» **WHAT THIS TASK INVOLVES**: Look through the data below for the line with "filename src/expression/parser.rs", and transcribe it exactly together with each line after it up to and including the line with "is an error.". Give nothing else.

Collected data
☆ ☆ ☆ ☆ ☆ ☆ ☆
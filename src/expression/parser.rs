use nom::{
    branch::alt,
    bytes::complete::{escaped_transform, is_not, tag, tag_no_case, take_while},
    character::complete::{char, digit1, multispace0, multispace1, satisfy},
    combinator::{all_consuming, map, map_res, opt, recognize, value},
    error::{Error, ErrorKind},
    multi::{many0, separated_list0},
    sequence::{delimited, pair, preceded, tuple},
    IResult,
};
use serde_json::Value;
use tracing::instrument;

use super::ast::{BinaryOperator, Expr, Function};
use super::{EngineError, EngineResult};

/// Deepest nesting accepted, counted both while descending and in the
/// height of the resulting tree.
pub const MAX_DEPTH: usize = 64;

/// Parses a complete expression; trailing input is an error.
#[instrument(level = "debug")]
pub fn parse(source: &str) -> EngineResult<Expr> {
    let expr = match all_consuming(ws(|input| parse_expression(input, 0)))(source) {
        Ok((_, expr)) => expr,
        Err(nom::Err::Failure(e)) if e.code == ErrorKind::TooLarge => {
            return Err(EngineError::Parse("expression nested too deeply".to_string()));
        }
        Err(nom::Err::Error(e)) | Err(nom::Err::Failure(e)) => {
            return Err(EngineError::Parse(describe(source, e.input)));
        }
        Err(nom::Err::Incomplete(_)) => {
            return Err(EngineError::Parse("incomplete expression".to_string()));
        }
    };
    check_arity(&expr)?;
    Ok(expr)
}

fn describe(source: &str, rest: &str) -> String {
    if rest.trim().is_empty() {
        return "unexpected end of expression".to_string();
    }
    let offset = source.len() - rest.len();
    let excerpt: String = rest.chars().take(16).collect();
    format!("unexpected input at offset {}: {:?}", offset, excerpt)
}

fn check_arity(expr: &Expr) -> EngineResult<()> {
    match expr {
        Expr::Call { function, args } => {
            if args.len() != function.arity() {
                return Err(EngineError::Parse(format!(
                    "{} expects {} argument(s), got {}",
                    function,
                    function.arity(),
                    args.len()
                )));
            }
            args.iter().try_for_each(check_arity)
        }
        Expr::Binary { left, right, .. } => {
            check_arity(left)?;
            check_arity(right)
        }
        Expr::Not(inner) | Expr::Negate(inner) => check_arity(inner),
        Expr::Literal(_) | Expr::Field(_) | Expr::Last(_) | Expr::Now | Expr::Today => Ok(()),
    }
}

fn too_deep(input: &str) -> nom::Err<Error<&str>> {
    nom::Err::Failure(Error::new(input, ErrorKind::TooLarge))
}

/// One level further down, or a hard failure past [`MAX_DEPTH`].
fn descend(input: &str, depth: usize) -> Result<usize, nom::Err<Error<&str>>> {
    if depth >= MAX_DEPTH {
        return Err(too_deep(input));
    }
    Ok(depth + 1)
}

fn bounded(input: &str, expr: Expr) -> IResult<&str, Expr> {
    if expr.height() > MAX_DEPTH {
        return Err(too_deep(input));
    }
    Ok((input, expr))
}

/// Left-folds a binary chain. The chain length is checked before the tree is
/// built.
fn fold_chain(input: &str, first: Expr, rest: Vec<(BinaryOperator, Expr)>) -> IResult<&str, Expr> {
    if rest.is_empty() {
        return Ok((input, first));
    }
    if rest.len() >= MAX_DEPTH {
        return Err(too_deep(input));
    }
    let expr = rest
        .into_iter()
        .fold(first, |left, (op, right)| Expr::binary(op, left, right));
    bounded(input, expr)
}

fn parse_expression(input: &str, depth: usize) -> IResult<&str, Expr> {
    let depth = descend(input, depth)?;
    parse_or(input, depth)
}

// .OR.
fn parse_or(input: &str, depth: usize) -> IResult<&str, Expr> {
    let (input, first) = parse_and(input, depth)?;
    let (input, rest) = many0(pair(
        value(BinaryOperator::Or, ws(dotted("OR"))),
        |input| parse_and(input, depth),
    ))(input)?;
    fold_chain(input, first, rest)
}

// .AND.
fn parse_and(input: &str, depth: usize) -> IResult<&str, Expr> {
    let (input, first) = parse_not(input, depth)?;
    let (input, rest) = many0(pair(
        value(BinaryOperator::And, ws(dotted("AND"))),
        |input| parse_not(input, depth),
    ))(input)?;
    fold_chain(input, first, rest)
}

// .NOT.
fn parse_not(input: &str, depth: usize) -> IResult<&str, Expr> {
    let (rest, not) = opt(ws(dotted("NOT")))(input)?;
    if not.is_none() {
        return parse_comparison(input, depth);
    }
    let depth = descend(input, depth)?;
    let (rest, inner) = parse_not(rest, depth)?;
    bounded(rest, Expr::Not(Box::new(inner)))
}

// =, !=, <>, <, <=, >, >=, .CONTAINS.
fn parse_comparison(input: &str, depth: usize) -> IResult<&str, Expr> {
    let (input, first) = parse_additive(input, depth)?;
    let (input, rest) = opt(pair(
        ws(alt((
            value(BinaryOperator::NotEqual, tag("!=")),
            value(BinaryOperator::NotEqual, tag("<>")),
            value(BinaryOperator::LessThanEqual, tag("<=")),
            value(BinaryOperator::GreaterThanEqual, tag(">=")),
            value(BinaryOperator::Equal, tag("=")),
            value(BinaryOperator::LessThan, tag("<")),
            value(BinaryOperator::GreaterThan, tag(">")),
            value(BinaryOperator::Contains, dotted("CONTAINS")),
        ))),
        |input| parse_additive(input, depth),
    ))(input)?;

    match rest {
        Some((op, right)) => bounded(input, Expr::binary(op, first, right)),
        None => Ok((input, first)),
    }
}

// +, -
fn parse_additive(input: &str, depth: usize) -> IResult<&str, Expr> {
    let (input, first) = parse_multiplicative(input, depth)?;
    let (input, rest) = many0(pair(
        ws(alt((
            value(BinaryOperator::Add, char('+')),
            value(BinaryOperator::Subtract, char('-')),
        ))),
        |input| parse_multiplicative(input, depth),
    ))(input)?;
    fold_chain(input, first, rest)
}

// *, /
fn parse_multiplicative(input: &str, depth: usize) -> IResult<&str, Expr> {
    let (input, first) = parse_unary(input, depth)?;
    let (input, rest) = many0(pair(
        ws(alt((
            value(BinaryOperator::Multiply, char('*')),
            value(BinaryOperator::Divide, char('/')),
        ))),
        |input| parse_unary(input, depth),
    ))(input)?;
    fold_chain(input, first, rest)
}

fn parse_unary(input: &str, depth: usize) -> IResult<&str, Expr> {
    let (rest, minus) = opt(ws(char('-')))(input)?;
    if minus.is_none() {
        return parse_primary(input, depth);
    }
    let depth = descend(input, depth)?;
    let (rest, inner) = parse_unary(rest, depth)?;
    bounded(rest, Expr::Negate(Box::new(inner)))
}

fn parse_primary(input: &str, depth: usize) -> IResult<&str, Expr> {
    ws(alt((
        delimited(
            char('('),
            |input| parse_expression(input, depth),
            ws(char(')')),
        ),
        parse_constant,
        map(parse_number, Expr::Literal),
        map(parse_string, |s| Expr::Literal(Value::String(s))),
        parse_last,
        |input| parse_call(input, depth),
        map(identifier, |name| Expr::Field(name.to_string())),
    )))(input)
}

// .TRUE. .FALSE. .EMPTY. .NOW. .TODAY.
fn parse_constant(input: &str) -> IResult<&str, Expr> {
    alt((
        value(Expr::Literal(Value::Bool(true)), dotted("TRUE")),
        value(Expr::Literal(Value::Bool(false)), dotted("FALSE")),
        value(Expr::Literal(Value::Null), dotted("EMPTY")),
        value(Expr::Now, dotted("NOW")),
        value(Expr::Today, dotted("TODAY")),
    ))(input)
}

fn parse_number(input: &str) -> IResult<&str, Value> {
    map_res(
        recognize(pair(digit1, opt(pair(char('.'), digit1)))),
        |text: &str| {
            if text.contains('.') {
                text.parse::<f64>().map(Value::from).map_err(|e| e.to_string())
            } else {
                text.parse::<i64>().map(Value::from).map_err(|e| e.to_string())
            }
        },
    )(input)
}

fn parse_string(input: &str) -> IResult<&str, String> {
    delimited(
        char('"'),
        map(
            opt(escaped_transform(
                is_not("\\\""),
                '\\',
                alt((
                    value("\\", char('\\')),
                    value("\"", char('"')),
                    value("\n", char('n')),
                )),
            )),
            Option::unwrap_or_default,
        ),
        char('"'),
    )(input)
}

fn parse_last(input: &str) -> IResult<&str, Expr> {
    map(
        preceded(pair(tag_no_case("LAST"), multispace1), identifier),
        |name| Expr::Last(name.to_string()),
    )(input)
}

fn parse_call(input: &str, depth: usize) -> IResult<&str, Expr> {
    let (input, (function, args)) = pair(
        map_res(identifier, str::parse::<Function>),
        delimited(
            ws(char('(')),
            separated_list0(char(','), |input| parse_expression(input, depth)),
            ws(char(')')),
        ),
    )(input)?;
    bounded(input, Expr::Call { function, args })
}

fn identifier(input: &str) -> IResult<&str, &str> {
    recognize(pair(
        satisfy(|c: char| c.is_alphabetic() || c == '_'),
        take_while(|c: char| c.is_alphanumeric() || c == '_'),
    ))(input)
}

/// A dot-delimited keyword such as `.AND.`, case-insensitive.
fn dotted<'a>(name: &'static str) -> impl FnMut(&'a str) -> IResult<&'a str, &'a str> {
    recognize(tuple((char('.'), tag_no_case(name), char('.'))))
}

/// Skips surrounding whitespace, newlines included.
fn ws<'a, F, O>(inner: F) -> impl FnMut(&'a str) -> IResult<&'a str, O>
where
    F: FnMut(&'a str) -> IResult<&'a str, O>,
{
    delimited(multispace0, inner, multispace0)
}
☆ ☆ ☆ ☆ ☆ ☆ ☆
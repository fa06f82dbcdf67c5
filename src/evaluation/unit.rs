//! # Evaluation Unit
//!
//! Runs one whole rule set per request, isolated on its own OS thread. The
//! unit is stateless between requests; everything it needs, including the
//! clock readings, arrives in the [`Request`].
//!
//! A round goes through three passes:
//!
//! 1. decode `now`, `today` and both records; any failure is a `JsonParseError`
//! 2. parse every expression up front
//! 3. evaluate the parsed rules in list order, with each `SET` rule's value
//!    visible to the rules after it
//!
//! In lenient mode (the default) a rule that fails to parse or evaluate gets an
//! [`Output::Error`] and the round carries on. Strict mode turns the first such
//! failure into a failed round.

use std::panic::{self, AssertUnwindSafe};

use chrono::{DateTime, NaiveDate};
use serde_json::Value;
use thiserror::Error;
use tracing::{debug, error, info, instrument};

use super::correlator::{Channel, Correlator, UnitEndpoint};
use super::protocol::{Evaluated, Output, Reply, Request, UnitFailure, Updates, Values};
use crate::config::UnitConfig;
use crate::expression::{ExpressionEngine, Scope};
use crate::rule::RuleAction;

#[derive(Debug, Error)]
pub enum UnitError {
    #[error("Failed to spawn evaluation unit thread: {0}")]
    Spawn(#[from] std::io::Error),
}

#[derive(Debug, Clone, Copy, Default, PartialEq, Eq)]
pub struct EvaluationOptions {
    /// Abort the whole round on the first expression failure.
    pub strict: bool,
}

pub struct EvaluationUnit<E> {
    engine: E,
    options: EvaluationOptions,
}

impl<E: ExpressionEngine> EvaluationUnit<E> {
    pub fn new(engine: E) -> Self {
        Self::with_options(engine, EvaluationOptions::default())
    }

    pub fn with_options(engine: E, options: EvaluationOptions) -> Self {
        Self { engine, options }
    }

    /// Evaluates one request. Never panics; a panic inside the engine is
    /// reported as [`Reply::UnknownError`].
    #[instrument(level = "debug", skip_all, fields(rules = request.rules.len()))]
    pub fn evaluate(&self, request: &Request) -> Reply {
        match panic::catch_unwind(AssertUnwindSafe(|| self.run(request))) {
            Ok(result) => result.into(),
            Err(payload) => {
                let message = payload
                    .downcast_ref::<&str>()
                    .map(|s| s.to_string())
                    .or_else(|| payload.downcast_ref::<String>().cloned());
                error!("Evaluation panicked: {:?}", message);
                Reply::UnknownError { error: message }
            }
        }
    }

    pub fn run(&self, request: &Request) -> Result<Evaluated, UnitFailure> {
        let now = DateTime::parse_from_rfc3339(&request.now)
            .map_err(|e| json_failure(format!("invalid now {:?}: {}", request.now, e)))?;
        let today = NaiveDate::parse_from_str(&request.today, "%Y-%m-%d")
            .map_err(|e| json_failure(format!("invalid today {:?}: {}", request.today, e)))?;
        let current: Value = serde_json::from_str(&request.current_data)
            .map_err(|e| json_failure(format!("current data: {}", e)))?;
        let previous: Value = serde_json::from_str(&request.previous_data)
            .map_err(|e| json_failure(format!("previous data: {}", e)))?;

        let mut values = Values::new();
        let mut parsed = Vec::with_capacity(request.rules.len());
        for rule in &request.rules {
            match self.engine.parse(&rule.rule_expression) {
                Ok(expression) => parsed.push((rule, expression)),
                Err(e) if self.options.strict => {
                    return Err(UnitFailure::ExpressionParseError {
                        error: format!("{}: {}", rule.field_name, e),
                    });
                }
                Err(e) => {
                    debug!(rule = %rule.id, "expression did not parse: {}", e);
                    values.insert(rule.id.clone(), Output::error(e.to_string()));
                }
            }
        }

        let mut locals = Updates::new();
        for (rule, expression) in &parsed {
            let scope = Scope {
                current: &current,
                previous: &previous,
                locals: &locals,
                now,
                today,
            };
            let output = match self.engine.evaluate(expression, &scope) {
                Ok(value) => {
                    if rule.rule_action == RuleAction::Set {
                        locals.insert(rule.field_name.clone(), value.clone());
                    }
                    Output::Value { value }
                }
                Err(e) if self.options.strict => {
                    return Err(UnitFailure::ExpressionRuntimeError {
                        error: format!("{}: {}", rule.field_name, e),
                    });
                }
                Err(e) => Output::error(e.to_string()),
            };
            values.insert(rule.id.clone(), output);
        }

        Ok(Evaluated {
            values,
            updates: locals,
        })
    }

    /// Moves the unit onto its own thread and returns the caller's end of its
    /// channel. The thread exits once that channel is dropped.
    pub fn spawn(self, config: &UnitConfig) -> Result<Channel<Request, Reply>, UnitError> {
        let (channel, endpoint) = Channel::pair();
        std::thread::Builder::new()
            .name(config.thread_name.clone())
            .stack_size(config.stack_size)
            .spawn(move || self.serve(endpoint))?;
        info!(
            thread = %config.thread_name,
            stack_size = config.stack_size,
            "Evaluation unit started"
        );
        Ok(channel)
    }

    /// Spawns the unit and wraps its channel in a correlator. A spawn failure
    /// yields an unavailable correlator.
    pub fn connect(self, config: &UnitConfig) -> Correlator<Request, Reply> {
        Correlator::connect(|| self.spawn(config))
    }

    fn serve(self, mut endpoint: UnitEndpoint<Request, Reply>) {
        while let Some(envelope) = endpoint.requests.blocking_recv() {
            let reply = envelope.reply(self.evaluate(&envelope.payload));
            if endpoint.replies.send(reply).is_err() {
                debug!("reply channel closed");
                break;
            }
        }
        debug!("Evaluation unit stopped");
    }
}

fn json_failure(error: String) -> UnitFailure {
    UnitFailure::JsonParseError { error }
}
☆ ☆ ☆ ☆ ☆ ☆ ☆
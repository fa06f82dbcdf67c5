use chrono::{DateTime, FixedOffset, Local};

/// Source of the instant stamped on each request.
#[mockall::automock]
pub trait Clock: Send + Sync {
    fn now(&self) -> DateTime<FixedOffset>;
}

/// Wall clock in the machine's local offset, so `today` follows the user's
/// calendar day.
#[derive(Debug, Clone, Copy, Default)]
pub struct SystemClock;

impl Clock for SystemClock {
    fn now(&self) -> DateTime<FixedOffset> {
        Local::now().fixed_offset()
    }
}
☆ ☆ ☆ ☆ ☆ ☆ ☆
» **ANSWER TO THIS TASK**:
filename src/expression/parser.rs
use nom::{
    branch::alt,
    bytes::complete::{escaped_transform, is_not, tag, tag_no_case, take_while},
    character::complete::{char, digit1, multispace0, multispace1, satisfy},
    combinator::{all_consuming, map, map_res, opt, recognize, value},
    error::{Error, ErrorKind},
    multi::{many0, separated_list0},
    sequence::{delimited, pair, preceded, tuple},
    IResult,
};
use serde_json::Value;
use tracing::instrument;

use super::ast::{BinaryOperator, Expr, Function};
use super::{EngineError, EngineResult};

/// Deepest nesting accepted, counted both while descending and in the
/// height of the resulting tree.
pub const MAX_DEPTH: usize = 64;

/// Parses a complete expression; trailing input is an error.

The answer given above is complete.